Schleswig-Holstein hat solche geschützten Texte geschwärzt und nur die ersten und letzten Worte frei gelassen und mit einer Quellenangabe versehen. So ist es einfach möglich die Texte in der Originalquelle wieder zu finden und die Dokumente zu veröffentlichen. Leider war hier das Ministerium etwas übervorsichtig und hat auch Gedichte von Goethe geschwärzt, welche längst nicht mehr unter das Urheberrecht fallen.

In Nordrhein-Westfalen werden die Aufgaben ungeschwärzt zum persönlichen Gebrauch herausgegeben. So muss jede*r für sich selber eine Anfrage stellen. Dadurch macht sich das Ministerium eigentlich nur selber mehr Arbeit.

In Mecklenburg-Vorpommern muss das Ministerium für Bildung, Wissenschaft und Kultur unter der kürzlich neu vereidigten Ministerin Bettina Martin nun Stellungnahme gegenüber dem Gericht nehmen, warum die Anfrage bis dato nicht beantwortet wurde. Wir sind gespannt, wie lange sie dafür brauchen.

→ Zur Klage

→ Zu FragSieAbi

Bannerbild: Abhi Sharma from India, Books HD (8314929977), CC BY 2.0

Kommentare

  1. Abirede
    19. Juli 2019 um 13:23 Uhr

    Prüfungen sind deshalb so scheußlich, weil der größte Trottel mehr fragen kann, als der klügste Mensch zu beantworten vermag.

    Charles Caleb Colton

  2. Anja Lorenz
    28. Juni 2019 um 14:34 Uhr

    Liebe Jenny,

    nicht alles, was hinkt, ist ein Vergleich. Die von Dir angeführten Beispiele sind ja deswegen in ihrem Zugriff durch alle eingeschränkt, weil eine Nutzung durch “jede x-beliebige Bürger*in” mit Zusatzkosten verbunden wäre. Bei Schulhäusern sind es mindestens die Nebenkosten und Versicherung, bestimmt auch Wach- und Aufsichtspersonal etc. Aber Schulhäuser werden durchaus bspw. für Sportvereine oder bei Wahlen zugänglich gemacht, wenn das möglich ist (aber auch das verursacht Zusatzkosten. Auch die Einschränkungen bei der Feuerwehr basieren auf Zusatzkosten (Sprit, Bereitstellung im Notfall, Kontrolle der Fahrerlaubnis) und in diesem Punkt auch besondere Kompetenzen, die ein Feuerwehreinsatzfahrzeug mit sich bringt.
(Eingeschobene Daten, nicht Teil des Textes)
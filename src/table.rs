//! Entry-indexed numeric tables.
//!
//! [MeasurementTable] holds the uploaded per-sample measurements of leaf entities and
//! [ResultTable] holds the aggregated value of every hierarchy node for one method. Both are
//! two-dimensional [ndarray] arrays with one row per entry and one column per sample. Missing
//! cells are NaN.

use std::io::Read;

use csv::{ReaderBuilder, StringRecord, Trim};
use hashbrown::{HashMap, HashSet};
use ndarray::{Array2, ArrayView1, ArrayView2, Axis};
use tracing::{event, Level};

use crate::error::FuncTreeError;
use crate::types::Missing;

/// Cell contents that denote an absent measurement.
const MISSING_TOKENS: [&str; 4] = ["", "NA", "NaN", "nan"];

/// Unique row labels with constant time lookup.
#[derive(Clone, Debug, Default, PartialEq)]
struct EntryIndex {
    entries: Vec<String>,
    positions: HashMap<String, usize>,
}

impl EntryIndex {
    /// Append an entry. Returns false if it is already present.
    fn push(&mut self, entry: &str) -> bool {
        if self.positions.contains_key(entry) {
            return false;
        }
        self.positions.insert(entry.to_string(), self.entries.len());
        self.entries.push(entry.to_string());
        true
    }

    fn position(&self, entry: &str) -> Option<usize> {
        self.positions.get(entry).copied()
    }

    fn len(&self) -> usize {
        self.entries.len()
    }
}

/// Leaf measurements indexed by entry
#[derive(Clone, Debug, PartialEq)]
pub struct MeasurementTable {
    columns: Vec<String>,
    index: EntryIndex,
    values: Array2<f64>,
}

impl MeasurementTable {
    /// Return a new MeasurementTable.
    ///
    /// # Arguments
    ///
    /// * `columns`: Sample names, one per column of `values`
    /// * `entries`: Unique row labels, one per row of `values`
    /// * `values`: Measurements, NaN where missing
    pub fn new(
        columns: Vec<String>,
        entries: Vec<String>,
        values: Array2<f64>,
    ) -> Result<Self, FuncTreeError> {
        if values.dim() != (entries.len(), columns.len()) {
            return Err(ndarray::ShapeError::from_kind(ndarray::ErrorKind::IncompatibleShape).into());
        }
        let mut index = EntryIndex::default();
        for entry in &entries {
            if !index.push(entry) {
                return Err(FuncTreeError::DuplicateEntry {
                    entry: entry.clone(),
                });
            }
        }
        Ok(MeasurementTable {
            columns,
            index,
            values,
        })
    }

    /// Parse a tab separated table.
    ///
    /// Lines starting with `#` are comments. The first line is the header; its first cell names
    /// the index and is otherwise ignored. Each following line holds an entry and one value per
    /// column. Empty cells and `NA`/`NaN` are missing, as are values matched by `missing`.
    #[tracing::instrument(level = "DEBUG", skip(reader))]
    pub fn from_reader<R: Read>(
        reader: R,
        missing: Option<&Missing>,
    ) -> Result<Self, FuncTreeError> {
        let mut reader = ReaderBuilder::new()
            .delimiter(b'\t')
            .comment(Some(b'#'))
            .has_headers(true)
            .flexible(true)
            .trim(Trim::All)
            .from_reader(reader);

        let header = reader.headers()?.clone();
        let columns: Vec<String> = header.iter().skip(1).map(str::to_string).collect();
        if columns.is_empty() {
            return Err(FuncTreeError::NoColumns);
        }

        let mut entries = Vec::new();
        let mut data = Vec::new();
        let mut record = StringRecord::new();
        while reader.read_record(&mut record)? {
            if record.len() != header.len() {
                return Err(FuncTreeError::RaggedRow {
                    line: record.position().map_or(0, |position| position.line()),
                    found: record.len(),
                    expected: header.len(),
                });
            }
            let entry = &record[0];
            for (column, cell) in columns.iter().zip(record.iter().skip(1)) {
                data.push(parse_cell(entry, column, cell, missing)?);
            }
            entries.push(entry.to_string());
        }

        let values = Array2::from_shape_vec((entries.len(), columns.len()), data)?;
        let table = Self::new(columns, entries, values)?;
        event!(
            Level::DEBUG,
            "Parsed measurement table with {} entries and {} columns",
            table.len(),
            table.columns().len()
        );
        Ok(table)
    }

    /// Sample names.
    pub fn columns(&self) -> &[String] {
        &self.columns
    }

    /// Row labels, in table order.
    pub fn entries(&self) -> &[String] {
        &self.index.entries
    }

    /// Measurements, one row per entry.
    pub fn values(&self) -> ArrayView2<'_, f64> {
        self.values.view()
    }

    pub fn len(&self) -> usize {
        self.index.len()
    }

    pub fn is_empty(&self) -> bool {
        self.len() == 0
    }

    /// Look up the row of an entry.
    pub fn row(&self, entry: &str) -> Option<ArrayView1<'_, f64>> {
        self.index
            .position(entry)
            .map(|position| self.values.row(position))
    }

    /// Copy the rows of those `entries` that are present in the table.
    ///
    /// Absent entries are skipped and each row is copied at most once, in order of first
    /// appearance. Returns `None` if none of them are present.
    pub fn select<'a, I>(&self, entries: I) -> Option<Array2<f64>>
    where
        I: IntoIterator<Item = &'a str>,
    {
        let mut seen = HashSet::new();
        let positions: Vec<usize> = entries
            .into_iter()
            .filter_map(|entry| self.index.position(entry))
            .filter(|position| seen.insert(*position))
            .collect();
        if positions.is_empty() {
            None
        } else {
            Some(self.values.select(Axis(0), &positions))
        }
    }
}

/// Parse a single cell into a measurement, NaN if it is missing.
fn parse_cell(
    entry: &str,
    column: &str,
    cell: &str,
    missing: Option<&Missing>,
) -> Result<f64, FuncTreeError> {
    if MISSING_TOKENS.contains(&cell) {
        return Ok(f64::NAN);
    }
    let value: f64 = cell.parse().map_err(|_| FuncTreeError::InvalidValue {
        entry: entry.to_string(),
        column: column.to_string(),
        value: cell.to_string(),
    })?;
    match missing {
        Some(missing) if missing.is_missing(&value) => Ok(f64::NAN),
        _ => Ok(value),
    }
}

/// Aggregated values of hierarchy nodes for one method
///
/// Contains no missing cells.
#[derive(Clone, Debug, PartialEq)]
pub struct ResultTable {
    columns: Vec<String>,
    index: EntryIndex,
    values: Array2<f64>,
}

impl ResultTable {
    /// Build a ResultTable from rows which may contain missing (NaN) cells.
    ///
    /// Rows without any defined value are dropped, then remaining missing cells are set to
    /// `0.0`. Entries must be unique and match the rows one to one.
    pub(crate) fn from_sparse_rows(
        columns: Vec<String>,
        entries: Vec<String>,
        rows: ArrayView2<f64>,
    ) -> Self {
        debug_assert_eq!(entries.len(), rows.nrows());
        let keep: Vec<usize> = rows
            .outer_iter()
            .enumerate()
            .filter(|(_, row)| row.iter().any(|value| !value.is_nan()))
            .map(|(position, _)| position)
            .collect();
        let mut values = rows.select(Axis(0), &keep);
        values.mapv_inplace(|value| if value.is_nan() { 0.0 } else { value });

        let mut index = EntryIndex::default();
        for &position in &keep {
            let inserted = index.push(&entries[position]);
            debug_assert!(inserted, "duplicate entry {}", entries[position]);
        }
        ResultTable {
            columns,
            index,
            values,
        }
    }

    /// Sample names, as in the measurement table.
    pub fn columns(&self) -> &[String] {
        &self.columns
    }

    /// Node entries, in traversal order.
    pub fn entries(&self) -> &[String] {
        &self.index.entries
    }

    /// Aggregated values, one row per entry.
    pub fn values(&self) -> ArrayView2<'_, f64> {
        self.values.view()
    }

    pub fn len(&self) -> usize {
        self.index.len()
    }

    pub fn is_empty(&self) -> bool {
        self.len() == 0
    }

    pub fn contains(&self, entry: &str) -> bool {
        self.index.position(entry).is_some()
    }

    /// Look up the row of an entry.
    pub fn row(&self, entry: &str) -> Option<ArrayView1<'_, f64>> {
        self.index
            .position(entry)
            .map(|position| self.values.row(position))
    }

    /// Iterate over `(entry, row)` pairs in table order.
    pub fn rows(&self) -> impl Iterator<Item = (&str, ArrayView1<'_, f64>)> {
        self.index
            .entries
            .iter()
            .map(String::as_str)
            .zip(self.values.outer_iter())
    }
}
    Eben diese Kosten gibt es bei den Abituraufgaben bis auf den Einsatz von Originalquellen nicht. Bei letzteren gibt es Lösungen über Schwärzungen, wie in SH gezeigt. Die Aufgaben werden von Lehrkräften erstellt, die von Steuergeldern bezahlt werden. Doch bisher war es gelebte Praxis, dass nicht etwas die Steuerzahler*innen als Auftraggeber*innen darauf zugreifen konnten, sondern Verlage (bspw. Stark) die Aufgaben in Bücher gedruckt hat, damit Abiturienten sie (erneut) bezahlen können, wenn sie sich auf ihre Prüfungen vorbereiten. Das ist doch absurd und verstärkt die Chancen-Ungleichheit. Die digitalen Verbreitungswege ermöglichen es aber, dass der Zugriff auf die Aufgaben keine variablen Kosten mit sich bringt. Die Rechte der Urheberinnen und Urheber können trotzdem gewahrt bleiben.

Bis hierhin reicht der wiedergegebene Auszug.